Signaling and transcriptional regulation in osteoblast commitment and differentiation

Abstract

The major event that triggers osteogenesis is the transition of mesenchymal stem cells into bone forming, differentiating osteoblast cells. Osteoblast differentiation is the primary component of bone formation, exemplified by the synthesis, deposition and mineralization of extracellular matrix. Although not well understood, osteoblast differentiation from mesenchymal stem cells is a well-orchestrated process. Recent advances in molecular and genetic studies using gene targeting in mouse enable a better understanding of the multiple factors and signaling networks that control the differentiation process at a molecular level. Osteoblast commitment and differentiation are controlled by complex activities involving signal transduction and transcriptional regulation of gene expression. We review Wnt signaling pathway and Runx2 regulation network, which are critical for osteoblast differentiation. Many other factors and signaling pathways have been implicated in regulation of osteoblast differentiation in a network manner, such as the factors Osterix, ATF4, and SATB2 and the TGF-beta, Hedgehog, FGF, ephrin, and sympathetic signaling pathways.
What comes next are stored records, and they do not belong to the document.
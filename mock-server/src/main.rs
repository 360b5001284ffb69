use tokio::net::TcpListener;
use tracing_subscriber::EnvFilter;

#[tokio::main]
async fn main() -> Result<(), std::io::Error> {
    tracing_subscriber::fmt()
        .with_env_filter(EnvFilter::try_from_default_env().unwrap_or_else(|_| EnvFilter::new("info")))
        .init();

    let port = std::env::var("PORT").unwrap_or_else(|_| "3000".to_string());
    let api_key = std::env::var("OHMYFIN_API_KEY").unwrap_or_else(|_| mock_server::DEFAULT_API_KEY.to_string());
    let addr = format!("127.0.0.1:{port}");
    let listener = TcpListener::bind(&addr).await?;
    tracing::info!(%addr, "listening");
    mock_server::run(listener, &api_key).await
}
This review summarizes the recent advances in the studies of signaling transduction pathways and transcriptional regulation of osteoblast cell lineage commitment and differentiation. The knowledge of osteoblast commitment and differentiation should be applied towards the development of new diagnostic and therapeutic alternatives for human bone diseases.

Figure 1

Six important signaling networks of osteoblast differentiation. Binding of Wnt to the FZD receptor induces ß-catenin accumulation, which translocates to the nucleus to activate target gene transcription. Several transcription factors have been found crucial for osteoblast differentiation downstream of this signaling pathway, such as Runx2, Osterix, and ATF4. They are essential for differentiation of mesenchymal stem cells into differentiated osteoblasts and also function in the transcription of osteoclast-specific genes. The dotted lines indicate that the physiological function or the stage at which the factor mainly works remains to be proven.

Figure 2

Regulation of osteoblast differentiation by transcription factors. In osteoblast differentiation, high levels of Runx2 and ß-catenin are necessary to suppress the chondrogenic potential of uncommitted progenitors, such as the proposed osteochondroprogenitor. Osterix is required for the final commitment of progenitors to preosteoblasts. † signs indicate positive effects; ‡ signs indicate inhibitory effects.